There are three types of time sentences—Jail, Prison, and the Probation Detention Center. A felony conviction can place you in any one of these. If a felony is reduced to a misdemeanor charge, or if you are convicted of a misdemeanor, or if you are on misdemeanor probation you will be placed in jail, no matter the length of the sentence.
The maximum punishment for misdemeanors is up to 12 months in jail. Sentencing for many criminal offenses, both felonies and misdemeanors, often involves probation. Once convicted, a sentence can include straight jail time, straight probation, or a combination of jail and probation.
Straight Jail Time
Straight jail time means you are sentenced to a term of jail time without any probation following.
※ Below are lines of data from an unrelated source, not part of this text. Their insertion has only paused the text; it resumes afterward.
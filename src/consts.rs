//! Reference numeric constants for the editor.
//!
//! These are the defaults behind [`crate::config::EditorConfig`]; code reads
//! the config, not these constants, so a session can be tuned at runtime.

// ── Grid ────────────────────────────────────────────────────────

/// Grid pitch in scene units.
pub const GRID_PITCH: f64 = 20.0;

// ── Viewport ────────────────────────────────────────────────────

/// Smallest allowed viewport scale.
pub const MIN_ZOOM: f64 = 0.5;

/// Largest allowed viewport scale.
pub const MAX_ZOOM: f64 = 3.0;

/// Scale increment for the discrete +/- zoom controls.
pub const ZOOM_STEP: f64 = 0.1;

/// Multiplicative scale change per wheel notch.
pub const WHEEL_ZOOM_FACTOR: f64 = 1.1;

/// Margin in device pixels kept around content by fit-to-bounds.
pub const FIT_MARGIN_PX: f64 = 40.0;

// ── Interaction ─────────────────────────────────────────────────

/// Marquee drags narrower or shorter than this (scene units) count as clicks.
pub const MARQUEE_THRESHOLD: f64 = 5.0;

/// Smallest width, height or radius an element may be resized to.
pub const MIN_ELEMENT_SIZE: f64 = 10.0;

// ── Element defaults ────────────────────────────────────────────

/// Radius of a new circular table.
pub const TABLE_RADIUS: f64 = 30.0;

/// Side of a new square table.
pub const TABLE_SQUARE_SIDE: f64 = 60.0;

/// Width of a new rectangular table.
pub const TABLE_RECT_WIDTH: f64 = 120.0;

/// Height of a new rectangular table.
pub const TABLE_RECT_HEIGHT: f64 = 60.0;

/// Width of a new oval table.
pub const TABLE_OVAL_WIDTH: f64 = 100.0;

/// Height of a new oval table.
pub const TABLE_OVAL_HEIGHT: f64 = 60.0;

/// Length of a new wall.
pub const WALL_LENGTH: f64 = 200.0;

/// Thickness shared by walls, doors and windows.
pub const WALL_THICKNESS: f64 = 20.0;

/// Width of a new door.
pub const DOOR_WIDTH: f64 = 80.0;

/// Width of a new window.
pub const WINDOW_WIDTH: f64 = 100.0;

// ── Stacking tiers ──────────────────────────────────────────────

/// Default z-index for walls.
pub const Z_WALL: i64 = 0;

/// Default z-index for doors and windows.
pub const Z_OPENING: i64 = 1;

/// Default z-index for tables.
pub const Z_TABLE: i64 = 2;

// ── Stage ───────────────────────────────────────────────────────

/// Logical canvas width of a new plan.
pub const STAGE_WIDTH: f64 = 1200.0;

/// Logical canvas height of a new plan.
pub const STAGE_HEIGHT: f64 = 800.0;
Once your time is served, you are no longer under any court ordered supervision.
Straight probation means you are sentenced to a term of probation that includes no jail time. If you never violate the terms of your probation, you will never spend one day in jail. One caveat, it is possible to be placed in a State Detention Center for a period of time as a condition of probation. Although technically this is probation and not jail, you are in a State Institution and cannot leave.
Combination of Jail and Probation
A combination of jail and probation is just as it sounds. For example, a judge could impose a 4 year sentence with the first 2 years to be served in jail and the last 2 years served on probation. Once your jail sentence is up, you will report to your probation officer and serve the remainder of the sentence on probation.